On February 25, 1956, Soviet leader Nikita Khrushchev delivered what would become known as the “Secret Speech.” This denunciation of Joseph Stalin and his “cult of personality” at the 20th Party Congress marked the first time top Soviet officials publicly described state terror as the result of abuses of power and violations of “socialist legality.” However, the condemnation remained selective. The terror’s true scale and the Communist Party’s complicity were never openly addressed, and much of this criticism was later rolled back. Nevertheless, Khrushchev’s speech was a watershed moment in the USSR’s history, signaling a definitive break with the Stalin era and the beginning of a period of relative openness known as the “Thaw.” Meduza examines what drove the Soviet leadership to break its silence on Stalinism, what crimes they chose to expose, and what they left unspoken.

What happened at the 20th Party Congress? 
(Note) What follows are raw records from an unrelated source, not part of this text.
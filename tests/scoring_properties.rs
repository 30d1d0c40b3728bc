//! Property tests for the scorer and session invariants

use proptest::prelude::*;
use wordle_game::core::{Verdict, Word, score};
use wordle_game::game::{GameState, Session};
use wordle_game::GameError;

fn word_over(alphabet: &'static str, len: usize) -> impl Strategy<Value = Word> {
    proptest::collection::vec(prop::sample::select(alphabet.chars().collect::<Vec<_>>()), len)
        .prop_map(|chars| Word::new(chars.into_iter().collect::<String>()).unwrap())
}

/// Words over a small alphabet so duplicates and overlaps are common
fn word(len: usize) -> impl Strategy<Value = Word> {
    word_over("abcels", len)
}

fn pair() -> impl Strategy<Value = (Word, Word)> {
    (1usize..=7).prop_flat_map(|len| (word(len), word(len)))
}

/// Guess and target with no letter in common
fn disjoint_pair() -> impl Strategy<Value = (Word, Word)> {
    (1usize..=7).prop_flat_map(|len| {
        (
            word_over("abcdefghijklm", len),
            word_over("nopqrstuvwxyz", len),
        )
    })
}

fn count(word: &Word, letter: u8) -> usize {
    word.letters().iter().filter(|&&l| l == letter).count()
}

proptest! {
    #[test]
    fn verdicts_match_guess_length((guess, target) in pair()) {
        let verdicts = score(&guess, &target).unwrap();
        prop_assert_eq!(verdicts.len(), guess.len());
    }

    #[test]
    fn identical_words_are_all_correct(target in (1usize..=7).prop_flat_map(word)) {
        let verdicts = score(&target, &target).unwrap();
        prop_assert!(verdicts.is_all_correct());
    }

    #[test]
    fn exact_positions_are_always_correct((guess, target) in pair()) {
        let verdicts = score(&guess, &target).unwrap();
        for i in 0..guess.len() {
            if guess.letter_at(i) == target.letter_at(i) {
                prop_assert_eq!(verdicts[i], Verdict::Correct);
            } else {
                prop_assert_ne!(verdicts[i], Verdict::Correct);
            }
        }
    }

    #[test]
    fn matched_letters_never_exceed_target_count((guess, target) in pair()) {
        let verdicts = score(&guess, &target).unwrap();
        for &letter in guess.letters() {
            let matched = guess
                .letters()
                .iter()
                .zip(verdicts.iter())
                .filter(|&(&l, v)| l == letter && v != Verdict::Absent)
                .count();
            prop_assert!(matched <= count(&target, letter));
            // Nothing is left unclaimed while a copy of the letter is Absent
            prop_assert_eq!(matched, count(&guess, letter).min(count(&target, letter)));
        }
    }

    #[test]
    fn present_letters_precede_absent_duplicates((guess, target) in pair()) {
        let verdicts = score(&guess, &target).unwrap();
        for i in 0..guess.len() {
            for j in (i + 1)..guess.len() {
                if guess.letter_at(i) == guess.letter_at(j)
                    && verdicts[j] == Verdict::Present
                {
                    prop_assert_ne!(verdicts[i], Verdict::Absent);
                }
            }
        }
    }

    #[test]
    fn disjoint_words_are_all_absent((guess, target) in disjoint_pair()) {
        let verdicts = score(&guess, &target).unwrap();
        prop_assert_eq!(verdicts.count(Verdict::Absent), guess.len());
        let verdicts = score(&target, &guess).unwrap();
        prop_assert_eq!(verdicts.count(Verdict::Absent), target.len());
    }

    #[test]
    fn scoring_is_idempotent((guess, target) in pair()) {
        prop_assert_eq!(score(&guess, &target).unwrap(), score(&guess, &target).unwrap());
    }

    #[test]
    fn rejected_guesses_leave_session_unchanged(
        target in word(5),
        guesses in proptest::collection::vec("[a-z0-9]{3,6}", 1..12),
        valid in proptest::collection::vec(any::<bool>(), 12),
    ) {
        let mut session = Session::new(target, 6).unwrap();
        for (guess, &is_valid) in guesses.iter().zip(&valid) {
            let before = session.attempt_count();
            match session.submit_guess(guess, is_valid) {
                Ok(attempt) => {
                    prop_assert_eq!(attempt.sequence(), before + 1);
                    prop_assert_eq!(session.attempt_count(), before + 1);
                }
                Err(_) => prop_assert_eq!(session.attempt_count(), before),
            }
            prop_assert!(session.attempt_count() <= session.max_attempts());
        }
    }
}

#[test]
fn full_game_until_exhaustion() {
    let mut session = Session::new(Word::new("allow").unwrap(), 3).unwrap();

    let first = session.submit_guess("llama", true).unwrap();
    assert_eq!(first.verdicts().to_string(), "YGY--");
    assert_eq!(
        session.submit_guess("llama", true),
        Err(GameError::DuplicateGuess("llama".to_string()))
    );
    assert_eq!(session.attempt_count(), 1);

    session.submit_guess("speed", true).unwrap();
    session.submit_guess("erase", true).unwrap();

    assert!(session.is_exhausted());
    assert_eq!(session.state(), GameState::Lost);
    assert_eq!(session.submit_guess("allow", true), Err(GameError::SessionOver));
}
The 20th Party Congress of 1956 was the first since Stalin’s death. On February 25, after the public sessions had formally ended, First Secretary Nikita Khrushchev took to the podium during an additional closed session to deliver a report titled, “On the Cult of Personality and its Consequences.” The speech condemned Stalin’s cult of personality, accusing the late leader of mass repressions, fabricating criminal cases, and destroying the principle of collective leadership. While Khrushchev’s criticism encompassed the Great Terror of the 1930s and failures during World War II, he placed the blame on Stalin and his inner circle, shielding the Communist Party as an institution. 

Questions you’re too embarrassed to ask about Stalin’s Great Terror What happened in 1937? Were the victims guilty of any real crimes? Was the Gulag a great accomplishment?

Questions you’re too embarrassed to ask about Stalin’s Great Terror What happened in 1937? Were the victims guilty of any real crimes? Was the Gulag a great accomplishment?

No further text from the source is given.